Photo of David Culbertson at the Flight Test Facility
David Culbertson brings broad experience to his role as manager of Lincoln Laboratory’s Flight Test Facility. Photo: Glen Cooper

David Culbertson, currently the manager of Lincoln Laboratory's Flight Test Facility, believes his recent induction as a Fellow of the Royal Aeronautical Society (RAeS) is the result of his "collective experience contributing to aviation as part of the military, academia, and industry." The RAeS was founded in 1866 as a British organization for "the advancement of Aerial Navigation and for Observations in Aerology connected therewith." The society has since grown to be a global community of 22,500 members working in diverse disciplines within aerospace.

Culbertson's career in aviation has been decidedly varied. In his 20 years of military service, he was a U.S. Navy fighter pilot, experimental test pilot, flight instructor, and program manager. During those years, he completed a master's degree in aviation systems from the University of Tennessee.

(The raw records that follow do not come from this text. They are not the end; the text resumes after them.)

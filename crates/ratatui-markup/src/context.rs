use crate::image::ImageCache;
use crate::image::ScaledImage;
use crate::inline_code::InlineCodeStyle;
use crate::list_level::ListLevel;
use crate::styles::MarkdownStyles;
use ratatui::style::Style;
use ratatui_markup_core::text::CodeHighlighter;
use ratatui_markup_core::theme::Theme;
use std::sync::Arc;

/// Replacement drawn instead of a markdown image.
#[derive(Clone, Debug)]
pub enum StaticImage {
    Glyph { text: String, style: Style },
    Pixels(Arc<ScaledImage>),
}

/// How markdown images are resolved.
#[derive(Clone, Debug, Default)]
pub enum ImageMode {
    /// Load the image through the [`ImageCache`].
    #[default]
    Render,
    /// Show the image's alt text.
    ReplaceWithText,
    /// Show the same fixed image for every markdown image.
    ReplaceWithImage(StaticImage),
}

impl ImageMode {
    /// `ReplaceWithImage` using a glyph from a small table of named symbols.
    pub fn replace_with_symbol(name: &str) -> Self {
        let text = match name {
            "photo" | "image" => "▣",
            "warning" | "exclamationmark.triangle" => "⚠",
            "questionmark" | "unknown" => "?",
            "circle" => "○",
            "square" => "□",
            "star" => "★",
            "link" => "⛓",
            _ => "▨",
        };
        ImageMode::ReplaceWithImage(StaticImage::Glyph {
            text: text.to_string(),
            style: Style::default(),
        })
    }
}

/// Glyphs shown in place of images that cannot be drawn yet.
#[derive(Clone, Debug, PartialEq, Eq)]
pub struct ImagePlaceholders {
    pub loading: String,
    pub failed: String,
    pub missing: String,
}

impl Default for ImagePlaceholders {
    fn default() -> Self {
        Self {
            loading: "◌".to_string(),
            failed: "⚠".to_string(),
            missing: "▨".to_string(),
        }
    }
}

#[derive(Clone, Copy, Debug, PartialEq, Eq)]
pub struct ImageScale {
    /// Divide image pixels by `RenderOptions::display_scale`.
    pub display: bool,
    /// Shrink images wider than the available width.
    pub scaled_to_fit: bool,
}

impl Default for ImageScale {
    fn default() -> Self {
        Self {
            display: true,
            scaled_to_fit: true,
        }
    }
}

#[derive(Clone, Copy, Debug, PartialEq, Eq, Hash)]
pub enum FontType {
    Heading(u8),
    Body,
    Code,
}

/// Per-font style overrides. Unset entries fall back to the theme.
#[derive(Clone, Debug, Default, PartialEq, Eq)]
pub struct MarkdownFonts {
    pub headings: [Option<Style>; 6],
    pub body: Option<Style>,
    pub code: Option<Style>,
}

impl MarkdownFonts {
    pub fn with(mut self, font: FontType, style: Style) -> Self {
        match font {
            FontType::Heading(level) => {
                self.headings[usize::from(level.clamp(1, 6)) - 1] = Some(style);
            }
            FontType::Body => self.body = Some(style),
            FontType::Code => self.code = Some(style),
        }
        self
    }

    pub fn style(&self, font: FontType, theme: &Theme) -> Style {
        match font {
            FontType::Heading(level) => self.headings[usize::from(level.clamp(1, 6)) - 1]
                .unwrap_or_else(|| theme.heading(level)),
            FontType::Body => self.body.unwrap_or(theme.text_primary),
            FontType::Code => self.code.unwrap_or(theme.code_block),
        }
    }
}

#[derive(Clone)]
pub struct RenderOptions {
    pub image_mode: ImageMode,
    pub image_scale: ImageScale,
    /// Source pixels per drawn pixel when `image_scale.display` is set.
    pub display_scale: f32,
    pub condense_autolinks: bool,
    /// Relative link and image destinations are joined onto this URL.
    pub base_url: Option<String>,
    /// Blank lines between sibling blocks.
    pub block_spacing: u16,
    /// Blank lines above and below a root list.
    pub root_list_padding: u16,
    pub placeholders: ImagePlaceholders,
    pub fonts: MarkdownFonts,
    /// Overrides the theme-derived inline code style.
    pub inline_code: Option<InlineCodeStyle>,
    pub highlighter: Option<Arc<dyn CodeHighlighter + Send + Sync>>,
    /// Code blocks longer than this are drawn without highlighting.
    pub max_highlight_lines: usize,
}

impl Default for RenderOptions {
    fn default() -> Self {
        Self {
            image_mode: ImageMode::Render,
            image_scale: ImageScale::default(),
            display_scale: 2.0,
            condense_autolinks: false,
            base_url: None,
            block_spacing: 1,
            root_list_padding: 1,
            placeholders: ImagePlaceholders::default(),
            fonts: MarkdownFonts::default(),
            inline_code: None,
            highlighter: None,
            max_highlight_lines: 500,
        }
    }
}

/// Ambient state for one render pass.
///
/// Cheap to clone; `with_*` returns a copy for a subtree and leaves `self` untouched.
#[derive(Clone)]
pub struct RenderContext<'a> {
    pub theme: &'a Theme,
    pub options: &'a RenderOptions,
    pub styles: &'a MarkdownStyles,
    images: Option<&'a ImageCache>,
    list_level: ListLevel,
    image_mode: ImageMode,
    inline_code: InlineCodeStyle,
}

impl<'a> RenderContext<'a> {
    pub fn new(theme: &'a Theme, options: &'a RenderOptions, styles: &'a MarkdownStyles) -> Self {
        Self {
            theme,
            options,
            styles,
            images: None,
            list_level: ListLevel::Root,
            image_mode: options.image_mode.clone(),
            inline_code: options
                .inline_code
                .unwrap_or_else(|| InlineCodeStyle::from_theme(theme)),
        }
    }

    pub fn with_images(mut self, images: &'a ImageCache) -> Self {
        self.images = Some(images);
        self
    }

    pub fn with_list_level(&self, level: ListLevel) -> Self {
        let mut ctx = self.clone();
        ctx.list_level = level;
        ctx
    }

    pub fn with_image_mode(&self, mode: ImageMode) -> Self {
        let mut ctx = self.clone();
        ctx.image_mode = mode;
        ctx
    }

    pub fn with_inline_code_style(&self, style: InlineCodeStyle) -> Self {
        let mut ctx = self.clone();
        ctx.inline_code = style;
        ctx
    }

    pub fn images(&self) -> Option<&'a ImageCache> {
        self.images
    }

    pub fn list_level(&self) -> ListLevel {
        self.list_level
    }

    pub fn image_mode(&self) -> &ImageMode {
        &self.image_mode
    }

    pub fn inline_code_style(&self) -> &InlineCodeStyle {
        &self.inline_code
    }

    pub fn font(&self, font: FontType) -> Style {
        self.options.fonts.style(font, self.theme)
    }

    /// Scale factor passed to the image cache.
    pub fn image_scale_factor(&self) -> f32 {
        if self.options.image_scale.display {
            self.options.display_scale
        } else {
            1.0
        }
    }
}

#[cfg(test)]
mod tests {
    use super::*;
    use ratatui::style::Color;

    #[test]
    fn with_list_level_leaves_parent_untouched() {
        let theme = Theme::default();
        let options = RenderOptions::default();
        let styles = MarkdownStyles::default();
        let ctx = RenderContext::new(&theme, &options, &styles);
        let nested = ctx.with_list_level(ctx.list_level().next());
        assert_eq!(ctx.list_level(), ListLevel::Root);
        assert_eq!(nested.list_level(), ListLevel::Indented);
    }

    #[test]
    fn fonts_fall_back_to_theme() {
        let theme = Theme::default();
        let red = Style::default().fg(Color::Red);
        let fonts = MarkdownFonts::default().with(FontType::Heading(2), red);
        assert_eq!(fonts.style(FontType::Heading(2), &theme), red);
        assert_eq!(fonts.style(FontType::Heading(1), &theme), theme.heading(1));
        assert_eq!(fonts.style(FontType::Code, &theme), theme.code_block);
    }

    #[test]
    fn named_symbols_map_to_glyphs() {
        let ImageMode::ReplaceWithImage(StaticImage::Glyph { text, .. }) =
            ImageMode::replace_with_symbol("photo")
        else {
            panic!("expected glyph");
        };
        assert_eq!(text, "▣");
    }

    #[test]
    fn display_scale_only_applies_when_enabled() {
        let theme = Theme::default();
        let mut options = RenderOptions::default();
        let styles = MarkdownStyles::default();
        assert_eq!(
            RenderContext::new(&theme, &options, &styles).image_scale_factor(),
            2.0
        );
        options.image_scale.display = false;
        assert_eq!(
            RenderContext::new(&theme, &options, &styles).image_scale_factor(),
            1.0
        );
    }
}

In 2003, he transitioned to academia, serving as an assistant professor at Embry-Riddle Aeronautical University, first as full-time faculty member and from 2005 until now as a part-time adjunct professor, teaching a master's level course in aerodynamics.

His career moved to the commercial sector in 2005 when he began working as a senior test pilot, lead engineer, and Patuxent River, Maryland, site manager for Calspan Corporation, a New York–based firm that provides engineering and testing for the aerospace and automotive industries. In 2010, he was promoted to chief test pilot, responsible for the training, standardization, and safety of 10 engineering test pilots conducting flight-test training and high risk flight research in eight experimental aircraft around the globe.

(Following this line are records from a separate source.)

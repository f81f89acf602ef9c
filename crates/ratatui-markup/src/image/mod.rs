//! Asynchronous, de-duplicating image cache.
//!
//! Lookups happen on the thread that owns the cache. A miss starts one background fetch per
//! URL; the worker downloads, decodes and scales the image, then queues the result on a
//! channel. [`ImageCache::poll`] applies queued results, so every map mutation stays on the
//! owning thread.
use crate::error::FetchError;
use crate::error::ImageError;
use image::RgbaImage;
use image::imageops::FilterType;
use std::cell::Cell;
use std::cell::RefCell;
use std::collections::HashMap;
use std::panic;
use std::panic::AssertUnwindSafe;
use std::sync::Arc;
use std::sync::atomic::AtomicBool;
use std::sync::atomic::Ordering;
use std::sync::mpsc;
use std::thread;
use url::Url;

mod fetch;

pub use fetch::DEFAULT_MAX_IMAGE_BYTES;
pub use fetch::FileFetcher;
#[cfg(feature = "http")]
pub use fetch::HttpFetcher;
pub use fetch::ImageFetcher;

/// Decoded pixels ready for display at a given scale.
#[derive(Debug)]
pub struct ScaledImage {
    pixels: RgbaImage,
    scale: f32,
}

impl ScaledImage {
    pub fn new(pixels: RgbaImage, scale: f32) -> Self {
        Self { pixels, scale }
    }

    pub fn pixels(&self) -> &RgbaImage {
        &self.pixels
    }

    pub fn width(&self) -> u32 {
        self.pixels.width()
    }

    pub fn height(&self) -> u32 {
        self.pixels.height()
    }

    pub fn scale(&self) -> f32 {
        self.scale
    }
}

/// Divides both dimensions of `image` by `scale`, keeping at least one pixel.
pub fn scale_preserving_aspect_ratio(image: &RgbaImage, scale: f32) -> RgbaImage {
    if !scale.is_finite() || scale <= 0.0 || (scale - 1.0).abs() < f32::EPSILON {
        return image.clone();
    }
    let factor = 1.0 / scale;
    let width = ((image.width() as f32) * factor).round().max(1.0) as u32;
    let height = ((image.height() as f32) * factor).round().max(1.0) as u32;
    if width == image.width() && height == image.height() {
        return image.clone();
    }
    image::imageops::resize(image, width, height, FilterType::Triangle)
}

/// Scale factors are keyed in thousandths so they can be hashed.
#[derive(Clone, Copy, Debug, PartialEq, Eq, Hash)]
struct ScaleKey(u32);

impl ScaleKey {
    fn new(scale: f32) -> Self {
        if !scale.is_finite() || scale <= 0.0 {
            return ScaleKey(1000);
        }
        ScaleKey((scale * 1000.0).round().max(1.0) as u32)
    }

    fn value(self) -> f32 {
        self.0 as f32 / 1000.0
    }
}

#[derive(Clone, Debug)]
pub struct FetchHandle {
    id: u64,
    cancelled: Arc<AtomicBool>,
}

impl FetchHandle {
    pub fn id(&self) -> u64 {
        self.id
    }

    pub fn is_cancelled(&self) -> bool {
        self.cancelled.load(Ordering::Relaxed)
    }

    fn cancel(&self) {
        self.cancelled.store(true, Ordering::Relaxed);
    }
}

#[derive(Clone, Debug)]
pub enum RequestState {
    Loading(FetchHandle),
    Failed(Arc<FetchError>),
}

type Waker = Arc<dyn Fn() + Send + Sync>;

type Loaded = (Arc<RgbaImage>, Arc<ScaledImage>);

struct Completed {
    url: Url,
    id: u64,
    scale: ScaleKey,
    result: Result<Loaded, FetchError>,
}

pub struct ImageCache {
    fetcher: Arc<dyn ImageFetcher>,
    requests: RefCell<HashMap<Url, RequestState>>,
    originals: RefCell<HashMap<Url, Arc<RgbaImage>>>,
    scaled: RefCell<HashMap<(Url, ScaleKey), Arc<ScaledImage>>>,
    next_id: Cell<u64>,
    tx: mpsc::Sender<Completed>,
    rx: mpsc::Receiver<Completed>,
    waker: Option<Waker>,
}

Culbertson is the only pilot in the world to have conducted probe-and-drogue aerial refueling in a modified commercial aircraft. The U.S Navy and many NATO air force aircraft use this aerial refueling method in which the receiving aircraft must precisely maneuver behind the tanker aircraft so that the extended fuel probe connects into the tanker aircraft's trailing fuel line that is attached to its funnel-shaped drogue basket.

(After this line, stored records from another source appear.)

use image::DynamicImage;
use image::ImageFormat;
use image::Rgba;
use image::RgbaImage;
use ratatui::buffer::Buffer;
use ratatui::layout::Rect;
use ratatui::style::Color;
use ratatui_markup::FetchError;
use ratatui_markup::ImageCache;
use ratatui_markup::MarkdownDocument;
use ratatui_markup::MarkdownStyles;
use ratatui_markup::MarkdownView;
use ratatui_markup::RenderContext;
use ratatui_markup::RenderOptions;
use ratatui_markup::theme::Theme;
use ratatui_markup::styles::BoxTableStyle;
use ratatui_markup::styles::DividerHeadingStyle;
use std::io::Cursor;
use std::sync::Arc;
use std::time::Duration;
use std::time::Instant;
use url::Url;

fn lines(md: &str, width: u16, options: &RenderOptions, styles: &MarkdownStyles) -> Vec<String> {
    let theme = Theme::default();
    let ctx = RenderContext::new(&theme, options, styles);
    MarkdownDocument::parse(md)
        .lines(width, &ctx)
        .iter()
        .map(|l| l.plain().trim_end().to_string())
        .collect()
}

fn default_lines(md: &str, width: u16) -> Vec<String> {
    lines(md, width, &RenderOptions::default(), &MarkdownStyles::default())
}

fn buffer_rows(buf: &Buffer) -> Vec<String> {
    let area = buf.area;
    (area.top()..area.bottom())
        .map(|y| {
            (area.left()..area.right())
                .map(|x| buf[(x, y)].symbol().to_string())
                .collect::<String>()
                .trim_end()
                .to_string()
        })
        .collect()
}

fn png(width: u32, height: u32, color: [u8; 4]) -> Vec<u8> {
    let img = RgbaImage::from_pixel(width, height, Rgba(color));
    let mut bytes = Vec::new();
    DynamicImage::ImageRgba8(img)
        .write_to(&mut Cursor::new(&mut bytes), ImageFormat::Png)
        .unwrap();
    bytes
}

fn wait_for_images(view: &mut MarkdownView) {
    let deadline = Instant::now() + Duration::from_secs(5);
    while !view.poll_images() {
        assert!(Instant::now() < deadline, "image fetch did not finish");
        std::thread::sleep(Duration::from_millis(5));
    }
}

#[test]
fn renders_a_mixed_document() {
    let md = "# Title\n\nSome *text* with `code`.\n\n- one\n- two\n\n> quoted\n\n---\n";
    assert_eq!(
        default_lines(md, 30),
        vec![
            "Title",
            "",
            "Some text with code.",
            "",
            "",
            "• one",
            "• two",
            "",
            "",
            "│ quoted",
            "",
            "──────────────────────────────",
        ]
    );
}

#[test]
fn ordered_lists_keep_their_start_and_nest() {
    let md = "3. a\n4. b\n   - inner\n";
    assert_eq!(default_lines(md, 20), vec!["3. a", "4. b", "   ◦ inner"]);
}

#[test]
fn nested_bullets_change_per_level() {
    let md = "- a\n  - b\n    - c\n      - d\n";
    assert_eq!(
        default_lines(md, 20),
        vec!["• a", "  ◦ b", "    ▪ c", "      ▪ d"]
    );
}

#[test]
fn task_lists_show_checkboxes() {
    assert_eq!(
        default_lines("- [x] done\n- [ ] todo\n", 20),
        vec!["• ☑ done", "• ☐ todo"]
    );
}

#[test]
fn tables_use_column_alignment() {
    let md = "| a | b | c |\n|:--|:-:|--:|\n| 1 | 2 | 3 |\n";
    assert_eq!(
        default_lines(md, 40),
        vec![" a │ b │ c", "───┼───┼───", " 1 │ 2 │ 3"]
    );
}

#[test]
fn box_tables_are_framed() {
    let styles = MarkdownStyles::default().with_table(BoxTableStyle);
    let md = "| a | b |\n|---|---|\n| 1 | 2 |\n";
    assert_eq!(
        lines(md, 40, &RenderOptions::default(), &styles),
        vec![
            "┌─────┬─────┐",
            "│  a  │  b  │",
            "├─────┼─────┤",
            "│  1  │  2  │",
            "└─────┴─────┘",
        ]
    );
}

#[test]
fn divider_headings_draw_a_rule() {
    let styles = MarkdownStyles::default().with_heading(DividerHeadingStyle::default());
    assert_eq!(
        lines("## Two\n\n### Three\n", 5, &RenderOptions::default(), &styles),
        vec!["Two", "─────", "", "Three"]
    );
}

#[test]
fn code_blocks_are_indented_and_clipped() {
    let md = "```\nshort\nthis line is far too long\n```\n";
    assert_eq!(default_lines(md, 12), vec!["    short", "    this lin"]);
}

#[test]
fn unsupported_blocks_fall_back_to_text() {
    let md = "<div>raw html</div>\n";
    assert_eq!(default_lines(md, 40), vec!["<div>raw html</div>"]);
}

#[test]
fn long_paragraphs_wrap() {
    let md = "alpha beta gamma delta epsilon\n";
    assert_eq!(
        default_lines(md, 11),
        vec!["alpha beta", "gamma delta", "epsilon"]
    );
}

#[test]
fn images_load_in_the_background() {
    let bytes = png(4, 4, [200, 10, 10, 255]);
    let fetcher = move |_: &Url| -> Result<Vec<u8>, FetchError> { Ok(bytes.clone()) };
    let mut view = MarkdownView::new().with_image_cache(ImageCache::with_fetcher(Arc::new(fetcher)));
    view.set_markdown("![logo](https://img.example/logo.png)\n");

    let area = Rect::new(0, 0, 10, 2);
    let mut buf = Buffer::empty(area);
    view.render_ref(area, &mut buf);
    assert_eq!(buffer_rows(&buf)[0], "◌ logo");

    wait_for_images(&mut view);
    let mut buf = Buffer::empty(area);
    view.render_ref(area, &mut buf);
    // 4x4 pixels at display scale 2 is 2x2: one row of half blocks.
    assert_eq!(buffer_rows(&buf), vec!["▀▀", ""]);
    assert!(matches!(buf[(0, 0)].fg, Color::Rgb(r, _, _) if r > 190));
    assert!(matches!(buf[(0, 0)].bg, Color::Rgb(r, _, _) if r > 190));
}

#[test]
fn failed_images_show_the_failure_placeholder() {
    let fetcher =
        |_: &Url| -> Result<Vec<u8>, FetchError> { Err(FetchError::Http("404".to_string())) };
    let mut view = MarkdownView::new().with_image_cache(ImageCache::with_fetcher(Arc::new(fetcher)));
    view.set_markdown("![logo](https://img.example/logo.png)\n");

    let area = Rect::new(0, 0, 10, 1);
    let mut buf = Buffer::empty(area);
    view.render_ref(area, &mut buf);
    wait_for_images(&mut view);
    let mut buf = Buffer::empty(area);
    view.render_ref(area, &mut buf);
    assert_eq!(buffer_rows(&buf)[0], "⚠ logo");
    assert_eq!(buf[(0, 0)].fg, Color::Red);
}

#[test]
fn relative_images_without_a_base_are_missing() {
    let fetcher = |_: &Url| -> Result<Vec<u8>, FetchError> { Ok(Vec::new()) };
    let mut view = MarkdownView::new().with_image_cache(ImageCache::with_fetcher(Arc::new(fetcher)));
    view.set_markdown("![logo](logo.png)\n");
    let area = Rect::new(0, 0, 10, 1);
    let mut buf = Buffer::empty(area);
    view.render_ref(area, &mut buf);
    assert_eq!(buffer_rows(&buf)[0], "▨ logo");
    assert_eq!(view.images().in_flight(), 0);
}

During a career spanning more than 35 years, Culbertson has racked up nearly 8,000 flight hours in more than 60 different aircraft — fighters, trainers, transport, helicopters, warbirds, seaplanes, general aviation aircraft, gliders, and highly modified experimental aircraft. More than half of his flight time has been dedicated to training a generation of test pilots and flight test engineers in U.S. Navy aircraft and Calspan's experimental aircraft.

In 2018, Culbertson joined Lincoln Laboratory to direct operations at its Flight Test Facility, which supports R&D into airborne communications and imaging systems. His experience with customized aircraft is valuable background for managing the modifications to and maintenance of Lincoln Laboratory's fleet of airplanes, most of which are adapted on demand to accommodate the flight tests for unique prototype systems.

"I am very honored to be an integral MIT Lincoln Laboratory team member and leading the Flight Test Facility. I feel excited to come to work every day with vibrant, highly intelligent, and mission-motivated professionals," Culbertson said of his move to the Laboratory.

Culbertson, who had attended lectures presented by the RAeS, said he was looking simply for membership in the RAeS as a way to connect with colleagues and to stay current in aerospace. He contacted an acquaintance and RAeS member for information on joining; this member offered to sponsor Culbertson for membership. The membership committee not only accepted Culbertson's application, but they determined that such a diverse professional involvement in aviation met all their requirements for elite membership as a Fellow. One might say that Culbertson took a direct flight to the RAeS heights.